Intervenciones Médicas y Quirúrgicas
En casos donde el tratamiento conservador no es suficiente, o en presencia de patologías específicas, pueden considerarse otras opciones:
- Inyecciones: Inyecciones de corticosteroides en la zona afectada para reducir la inflamación y el dolor.
- Cirugía: La cirugía se reserva para casos graves y específicos, como hernias discales severas con compresión nerviosa, inestabilidad vertebral o fracturas. Las técnicas pueden incluir discectomía (retirada de parte del disco herniado), laminectomía (retirada de parte de la lámina vertebral) o artrodesis vertebral (fusión de vértebras).

Prevención del Dolor Lumbar
La prevención es clave para mantener una espalda sana y reducir el riesgo de desarrollar dolor lumbar.
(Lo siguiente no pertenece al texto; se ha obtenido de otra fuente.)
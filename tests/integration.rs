//! End-to-end tests of the public `Engine` surface.
//!
//! These exercise the full stack — WAL, memtables, SSTables, bloom
//! filters, compaction, recovery — through `basaltdb::{Engine,
//! EngineConfig}` only; no internal module is referenced.
//!
//! Each test gets its own `TempDir` store. Crashes are simulated by
//! closing an engine and corrupting or inspecting its files before
//! reopening — the WAL syncs on every append here (`SyncMode::Sync`),
//! so the durable state is exactly the acknowledged state.

use std::fs::OpenOptions;
use std::io::{Seek, SeekFrom, Write};
use std::path::Path;
use std::time::{Duration, Instant};

use basaltdb::{Engine, EngineConfig, EngineError, SyncMode};
use tempfile::TempDir;

// ------------------------------------------------------------------------------------------------
// Helpers
// ------------------------------------------------------------------------------------------------

fn sync_config() -> EngineConfig {
    EngineConfig {
        wal_sync_mode: SyncMode::Sync,
        ..EngineConfig::default()
    }
}

/// Small limits so a few hundred writes exercise every layer. Background
/// compaction is effectively disabled (very high trigger) so table counts
/// stay deterministic.
fn tiny_config() -> EngineConfig {
    EngineConfig {
        memtable_max_bytes: 1024,
        wal_sync_mode: SyncMode::Sync,
        wal_max_segment_bytes: 4 * 1024,
        sst_index_interval: 8,
        compaction_trigger_count: 100,
        ..EngineConfig::default()
    }
}

fn wait_until(timeout: Duration, mut cond: impl FnMut() -> bool) -> bool {
    let deadline = Instant::now() + timeout;
    loop {
        if cond() {
            return true;
        }
        if Instant::now() >= deadline {
            return false;
        }
        std::thread::sleep(Duration::from_millis(10));
    }
}

fn wait_for_flushes(engine: &Engine) {
    assert!(
        wait_until(Duration::from_secs(10), || {
            engine.stats().unwrap().pending_flushes == 0
        }),
        "flush queue did not drain"
    );
}

fn put_retrying(engine: &Engine, key: &[u8], value: &[u8]) {
    loop {
        match engine.put(key, value) {
            Ok(()) => return,
            Err(EngineError::Backpressure) => std::thread::sleep(Duration::from_millis(5)),
            Err(other) => panic!("put failed: {other}"),
        }
    }
}

// ------------------------------------------------------------------------------------------------
// Basic durability (scenario: put, put, delete, reopen)
// ------------------------------------------------------------------------------------------------

#[test]
fn acknowledged_mutations_survive_reopen() {
    let dir = TempDir::new().unwrap();

    let engine = Engine::open(dir.path(), sync_config()).unwrap();
    engine.put(b"k1", b"v1").unwrap();
    engine.put(b"k2", b"v2").unwrap();
    engine.delete(b"k1").unwrap();
    engine.close().unwrap();

    let engine = Engine::open(dir.path(), sync_config()).unwrap();
    assert_eq!(engine.get(b"k1").unwrap(), None);
    assert_eq!(engine.get(b"k2").unwrap(), Some(b"v2".to_vec()));
    engine.close().unwrap();
}

// ------------------------------------------------------------------------------------------------
// WAL rotation across flushes (scenario: tiny limits, 200 records)
// ------------------------------------------------------------------------------------------------

#[test]
fn wal_rotates_and_old_segments_are_reclaimed() {
    let dir = TempDir::new().unwrap();
    let engine = Engine::open(dir.path(), tiny_config()).unwrap();

    // ~50-byte records: enough volume to rotate both the memtable
    // (1 KiB) and the WAL segment (4 KiB) several times over. Segment
    // cleanup trails flushing, so track the high-water mark as we go.
    let mut max_segments = 0usize;
    for i in 0..200u32 {
        let key = format!("key-{i:05}");
        put_retrying(&engine, key.as_bytes(), &[b'd'; 38]);
        max_segments = max_segments.max(engine.stats().unwrap().wal_segments);
    }

    let stats = engine.stats().unwrap();
    assert!(
        stats.sstable_count + stats.pending_flushes >= 2,
        "expected at least two flushed or pending memtables"
    );
    assert!(
        max_segments >= 2,
        "expected WAL rotation, saw at most {max_segments} segment(s)"
    );

    // A final flush moves everything to SSTables; once the flush worker
    // catches up, only the active segment remains.
    engine.flush().unwrap();
    wait_for_flushes(&engine);
    assert!(
        wait_until(Duration::from_secs(5), || {
            engine.stats().unwrap().wal_segments == 1
        }),
        "fully-flushed WAL segments were not reclaimed"
    );

    for i in 0..200u32 {
        let key = format!("key-{i:05}");
        assert_eq!(engine.get(key.as_bytes()).unwrap(), Some(vec![b'd'; 38]));
    }
    engine.close().unwrap();
}

// ------------------------------------------------------------------------------------------------
// Bloom filter efficacy (scenario: 10k hits, 10k misses)
// ------------------------------------------------------------------------------------------------

#[test]
fn bloom_filters_keep_miss_lookups_off_disk() {
    let dir = TempDir::new().unwrap();
    let engine = Engine::open(dir.path(), sync_config()).unwrap();

    for i in 0..10_000u32 {
        engine
            .put(format!("key{i:04}").as_bytes(), b"payload")
            .unwrap();
    }
    engine.flush().unwrap();
    wait_for_flushes(&engine);
    assert_eq!(engine.stats().unwrap().sstable_count, 1);

    let reads_before = engine.stats().unwrap().sst_data_reads;
    for i in 0..10_000u32 {
        assert_eq!(engine.get(format!("miss{i:04}").as_bytes()).unwrap(), None);
    }
    let miss_reads = engine.stats().unwrap().sst_data_reads - reads_before;

    // Target false-positive rate is 1%; 5% of 10k misses reaching the
    // data block means the filter is broken.
    assert!(
        miss_reads < 500,
        "{miss_reads} of 10000 misses reached the data block"
    );
    engine.close().unwrap();
}

// ------------------------------------------------------------------------------------------------
// Recovery of unflushed writes (scenario: 500 keys, no flush)
// ------------------------------------------------------------------------------------------------

#[test]
fn unflushed_writes_recover_from_wal_alone() {
    let dir = TempDir::new().unwrap();

    let engine = Engine::open(dir.path(), sync_config()).unwrap();
    for i in 0..500u32 {
        engine
            .put(format!("key{i:03}").as_bytes(), format!("val{i}").as_bytes())
            .unwrap();
    }
    // No flush: every record lives only in the WAL.
    assert_eq!(engine.stats().unwrap().sstable_count, 0);
    engine.close().unwrap();

    let engine = Engine::open(dir.path(), sync_config()).unwrap();
    assert_eq!(engine.stats().unwrap().sstable_count, 0);
    for i in 0..500u32 {
        assert_eq!(
            engine.get(format!("key{i:03}").as_bytes()).unwrap(),
            Some(format!("val{i}").into_bytes()),
            "key{i:03} lost"
        );
    }
    engine.close().unwrap();
}

// ------------------------------------------------------------------------------------------------
// Compaction under overwrites and deletes (scenario: 1000 keys)
// ------------------------------------------------------------------------------------------------

#[test]
fn full_compaction_preserves_the_visible_state() {
    let dir = TempDir::new().unwrap();
    let engine = Engine::open(dir.path(), sync_config()).unwrap();

    for i in 0..1000u32 {
        engine
            .put(format!("key_{i:04}").as_bytes(), format!("v_{i}").as_bytes())
            .unwrap();
    }
    engine.flush().unwrap();
    wait_for_flushes(&engine);

    for i in 0..1000u32 {
        let key = format!("key_{i:04}");
        if i % 2 == 1 {
            engine
                .put(key.as_bytes(), format!("v_{i}_new").as_bytes())
                .unwrap();
        } else {
            engine.delete(key.as_bytes()).unwrap();
        }
    }
    engine.flush().unwrap();
    wait_for_flushes(&engine);

    let before = engine.stats().unwrap().sstable_count;
    assert!(before >= 2);

    assert!(engine.compact().unwrap());
    let after = engine.stats().unwrap().sstable_count;
    assert!(after < before, "compaction went {before} -> {after}");

    let mut live = 0u32;
    for i in 0..1000u32 {
        let key = format!("key_{i:04}");
        match engine.get(key.as_bytes()).unwrap() {
            Some(value) => {
                assert_eq!(i % 2, 1, "{key} should have been deleted");
                assert_eq!(value, format!("v_{i}_new").into_bytes());
                live += 1;
            }
            None => assert_eq!(i % 2, 0, "{key} should be visible"),
        }
    }
    assert_eq!(live, 500);
    engine.close().unwrap();
}

// ------------------------------------------------------------------------------------------------
// Corrupted WAL tail (scenario: flip the final 7 bytes)
// ------------------------------------------------------------------------------------------------

fn newest_wal_segment(root: &Path) -> std::path::PathBuf {
    let mut segments: Vec<_> = std::fs::read_dir(root.join("wal"))
        .unwrap()
        .map(|e| e.unwrap().path())
        .collect();
    segments.sort();
    segments.pop().expect("no WAL segment found")
}

#[test]
fn corrupted_wal_tail_rolls_back_to_the_last_good_record() {
    let dir = TempDir::new().unwrap();

    let engine = Engine::open(dir.path(), sync_config()).unwrap();
    engine.put(b"a", b"1").unwrap();
    engine.put(b"b", b"2").unwrap();
    engine.put(b"c", b"3").unwrap();
    engine.close().unwrap();

    let segment = newest_wal_segment(dir.path());
    let mut file = OpenOptions::new()
        .read(true)
        .write(true)
        .open(&segment)
        .unwrap();
    file.seek(SeekFrom::End(-7)).unwrap();
    file.write_all(&[0xA5; 7]).unwrap();
    file.sync_all().unwrap();

    // The engine must open, drop only the damaged tail record, and keep
    // everything before it.
    let engine = Engine::open(dir.path(), sync_config()).unwrap();
    assert_eq!(engine.get(b"a").unwrap(), Some(b"1".to_vec()));
    assert_eq!(engine.get(b"b").unwrap(), Some(b"2".to_vec()));
    assert_eq!(engine.get(b"c").unwrap(), None);
    engine.close().unwrap();
}

// ------------------------------------------------------------------------------------------------
// Lifecycle and misc
// ------------------------------------------------------------------------------------------------

#[test]
fn open_close_reopen_empty_store() {
    let dir = TempDir::new().unwrap();
    let engine = Engine::open(dir.path(), EngineConfig::default()).unwrap();
    engine.close().unwrap();
    engine.close().unwrap();

    let engine = Engine::open(dir.path(), EngineConfig::default()).unwrap();
    assert_eq!(engine.get(b"anything").unwrap(), None);
    engine.close().unwrap();
}

#[test]
fn reopen_is_identity_on_durable_state() {
    let dir = TempDir::new().unwrap();

    let engine = Engine::open(dir.path(), tiny_config()).unwrap();
    for i in 0..100u32 {
        put_retrying(&engine, format!("k{i:03}").as_bytes(), format!("v{i}").as_bytes());
    }
    engine.delete(b"k050").unwrap();
    engine.close().unwrap();

    // Two reopen cycles with no writes in between must not change
    // anything.
    for _ in 0..2 {
        let engine = Engine::open(dir.path(), tiny_config()).unwrap();
        for i in 0..100u32 {
            let expected = if i == 50 {
                None
            } else {
                Some(format!("v{i}").into_bytes())
            };
            assert_eq!(engine.get(format!("k{i:03}").as_bytes()).unwrap(), expected);
        }
        engine.close().unwrap();
    }
}

#[test]
fn keys_differing_only_in_length_are_distinct() {
    let dir = TempDir::new().unwrap();
    let engine = Engine::open(dir.path(), sync_config()).unwrap();

    engine.put(b"ab", b"short").unwrap();
    engine.put(b"abc", b"long").unwrap();
    engine.flush().unwrap();
    wait_for_flushes(&engine);

    assert_eq!(engine.get(b"ab").unwrap(), Some(b"short".to_vec()));
    assert_eq!(engine.get(b"abc").unwrap(), Some(b"long".to_vec()));
    assert_eq!(engine.get(b"a").unwrap(), None);
    engine.close().unwrap();
}

#[test]
fn empty_value_distinct_from_deleted_across_the_full_stack() {
    let dir = TempDir::new().unwrap();

    let engine = Engine::open(dir.path(), sync_config()).unwrap();
    engine.put(b"empty", b"").unwrap();
    engine.put(b"gone", b"x").unwrap();
    engine.delete(b"gone").unwrap();
    engine.flush().unwrap();
    wait_for_flushes(&engine);
    engine.close().unwrap();

    let engine = Engine::open(dir.path(), sync_config()).unwrap();
    assert_eq!(engine.get(b"empty").unwrap(), Some(Vec::new()));
    assert_eq!(engine.get(b"gone").unwrap(), None);
    engine.close().unwrap();
}

#[test]
fn random_insertion_order_does_not_matter() {
    use rand::seq::SliceRandom;

    let dir = TempDir::new().unwrap();
    let engine = Engine::open(dir.path(), tiny_config()).unwrap();

    let mut keys: Vec<u32> = (0..300).collect();
    keys.shuffle(&mut rand::rng());

    for &i in &keys {
        put_retrying(
            &engine,
            format!("k{i:04}").as_bytes(),
            format!("v{i}").as_bytes(),
        );
    }
    engine.flush().unwrap();
    wait_for_flushes(&engine);

    // Every key resolves regardless of the order it arrived in — the
    // sorted tables and sparse indices are order-independent.
    for i in 0..300u32 {
        assert_eq!(
            engine.get(format!("k{i:04}").as_bytes()).unwrap(),
            Some(format!("v{i}").into_bytes())
        );
    }
    engine.close().unwrap();
}

#[test]
fn group_commit_mode_round_trips() {
    let dir = TempDir::new().unwrap();
    let config = EngineConfig {
        wal_sync_mode: SyncMode::Group,
        wal_group_size: 10,
        wal_group_interval_ms: 50,
        ..EngineConfig::default()
    };

    let engine = Engine::open(dir.path(), config.clone()).unwrap();
    for i in 0..100u32 {
        engine
            .put(format!("g{i:03}").as_bytes(), b"grouped")
            .unwrap();
    }
    // close() syncs the tail group before the WAL handle drops.
    engine.close().unwrap();

    let engine = Engine::open(dir.path(), config).unwrap();
    for i in 0..100u32 {
        assert_eq!(
            engine.get(format!("g{i:03}").as_bytes()).unwrap(),
            Some(b"grouped".to_vec())
        );
    }
    engine.close().unwrap();
}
Adoptar hábitos saludables y una buena higiene postural puede marcar una gran diferencia.
Estrategias de Prevención
- Ejercicio Regular: Fortalecer los músculos del core (abdominales, lumbares, glúteos) y mantener una buena flexibilidad. Actividades como caminar, nadar y montar en bicicleta son beneficiosas.
- Mantener un Peso Saludable: Reducir la carga sobre la columna vertebral.
- Buena Postura: Ser consciente de la postura al sentarse, estar de pie y caminar. Asegurarse de que la espalda esté alineada y los hombros relajados.
- Técnica Correcta al Levantar Peso: Flexionar las rodillas, mantener la espalda recta y el objeto cerca del cuerpo, utilizando la fuerza de las piernas.
- Evitar Movimientos Bruscos y Torsiones: Realizar movimientos controlados y suaves.
- Ergonomía en el Trabajo: Ajustar la silla y el escritorio para mantener una postura correcta. Tomar descansos frecuentes para moverse.
- Colchón Adecuado: Elegir un colchón que ofrezca buen soporte y firmeza.
- Dejar de Fumar: El tabaquismo afecta negativamente la salud de los discos intervertebrales.
- Manejo del Estrés: Incorporar técnicas de relajación en la rutina diaria.
Es fundamental prestar atención a las señales de alarma, como el dolor persistente, la fiebre, la pérdida de peso inexplicable o la alteración de la sensibilidad o la fuerza en las piernas. En estos casos, es imprescindible consultar a un médico para un diagnóstico y tratamiento adecuados.